Suppose we wanted to measure the temperature of a small quantity of water heated by a limited heat source.

  1. To heat the water to the desired temperature using an external heater, it is necessary to heat the vessel, which in turn transfers heat to the water. The quantity of heat that must be added is related to the mass of the heater, plus the mass of the water, plus the mass of the vessel. The water is not heated directly by the heat source but by the vessel. Therefore we must include the specific heat of the vessel, the specific heat of the water, the mass of each, and the thermal conductivity between the vessel and the water. We should also consider the fact that while we are heating the vessel, it is losing heat to the atmosphere via conduction and radiation.

  2. If we turn off the heat source when the water reaches the desired temperature it will begin to cool. The rate at which the temperature falls is related to:

    1. The difference in temperature between the ambient air and the vessel's outer surface.

    2. The thermal conductivity of the air, which is dependent on its moisture content.

    3. The velocity of the ambient air surrounding the vessel: As the water cools,
      it heats the surrounding air. If the air is in motion, the rate of cooling is much faster than it is if the air is stagnant.

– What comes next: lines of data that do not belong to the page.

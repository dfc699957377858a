//! Decode pipeline: optional AES-CBC decryption, optional gunzip.
//!
//! The store serves three shapes of body: plaintext gzip, AES-128-CBC over
//! gzip (the IV arrives in a response header, the key is fixed), and, for a
//! few error pages, bare text. [`DecryptMode::Auto`] handles all three by
//! keying off the presence of the IV header.

use std::io::Read;

use aes::cipher::{block_padding::Pkcs7, BlockDecryptMut, KeyIvInit};
use cadenza_core::DecodeError;
use flate2::read::GzDecoder;
use tracing::debug;

use crate::config::STORE_AES_KEY;

type Aes128CbcDec = cbc::Decryptor<aes::Aes128>;

/// Whether to attempt decryption of the response body.
#[derive(Debug, Clone, Copy, Default, PartialEq, Eq)]
pub enum DecryptMode {
    /// Never decrypt; bytes pass straight to the inflate stage.
    Skip,
    /// Decrypt when the response carried an IV header, pass through when it
    /// did not. This is the shape of real store traffic.
    #[default]
    Auto,
    /// Always decrypt; a missing or malformed IV header is an error.
    Force,
}

/// Options for [`decode`].
#[derive(Debug, Clone, Copy, PartialEq, Eq)]
pub struct DecodeOptions {
    pub decrypt: DecryptMode,
    /// Treat the (possibly decrypted) bytes as a gzip stream.
    pub gunzip: bool,
}

impl Default for DecodeOptions {
    fn default() -> Self {
        Self {
            decrypt: DecryptMode::Auto,
            gunzip: true,
        }
    }
}

/// Turn raw response bytes into the text document they carry.
///
/// `crypto_iv` is the hex-encoded IV response header, when present. No
/// partial output: any stage failure fails the whole decode.
pub fn decode(
    raw: &[u8],
    crypto_iv: Option<&str>,
    options: DecodeOptions,
) -> Result<String, DecodeError> {
    let bytes = match options.decrypt {
        DecryptMode::Skip => raw.to_vec(),
        DecryptMode::Auto => match crypto_iv {
            Some(header) => decrypt(raw, header)?,
            None => {
                debug!("no crypto IV header, treating body as plaintext");
                raw.to_vec()
            }
        },
        DecryptMode::Force => {
            let header = crypto_iv.ok_or(DecodeError::BadIv)?;
            decrypt(raw, header)?
        }
    };

    let bytes = if options.gunzip {
        gunzip(&bytes)?
    } else {
        bytes
    };

    String::from_utf8(bytes).map_err(|_| DecodeError::InvalidText)
}

/// AES-128-CBC with PKCS#7 padding; the IV is the hex-decoded header value.
fn decrypt(raw: &[u8], iv_header: &str) -> Result<Vec<u8>, DecodeError> {
    let iv_bytes = hex::decode(iv_header.trim()).map_err(|_| DecodeError::BadIv)?;
    let iv: [u8; 16] = iv_bytes.try_into().map_err(|_| DecodeError::BadIv)?;

    Aes128CbcDec::new(&STORE_AES_KEY.into(), &iv.into())
        .decrypt_padded_vec_mut::<Pkcs7>(raw)
        .map_err(|e| DecodeError::DecryptFailed(e.to_string()))
}

/// Inflate a gzip stream wholly in memory.
fn gunzip(bytes: &[u8]) -> Result<Vec<u8>, DecodeError> {
    let mut decoder = GzDecoder::new(bytes);
    let mut out = Vec::new();
    decoder
        .read_to_end(&mut out)
        .map_err(|e| DecodeError::DecompressFailed(e.to_string()))?;
    Ok(out)
}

    4. The thermal conductivity of the vessel: How well does it conduct the heat from the water?

    5. The movement of the water in the vessel (is it being stirred?)

    6. Convection within the vessel: External temperature gradients will conduct heat through the vessel walls at rates proportional to the temperature difference between the water and the external air. Such thermal gradients will set up convection currents inside the vessel.

  3. If a thermometer is added through a port in the vessel, the water must give up the heat necessary to heat the thermometer. This is a function of the mass of the thermometer, its specific heat, and the thermal conductivity between the surface of the sensor and the sensing element within.

  4. Additional heat must be supplied to maintain the thermometer at the water temperature. This is dependent on the amount of additional surface area the sensor presents to the ambient air and its thermal conductivity.

These considerations are mentioned not to complicate the discussion, but to point out how difficult it may be to answer simple-sounding questions relating to accuracy or speed of response. When faced with a limited heat source, it's important to restrict the mass and thermal conductivity of the sensor to minimize its effect on the temperature of the system.

In many practical applications it is necessary to measure the temperature of a small quantity of fluid or gas. Not only is the amount of available heat very small, but the temperatures within the system may be subject to rapid change. The guidelines are therefore:

Minimize the mass of the sensor.
Maximize the thermal conductivity of the tip of the sensor where the sensing element is closest to the process.
Minimize the thermal conductivity of the sensor structure where it is not needed to conduct the heat from the process to the sensing element.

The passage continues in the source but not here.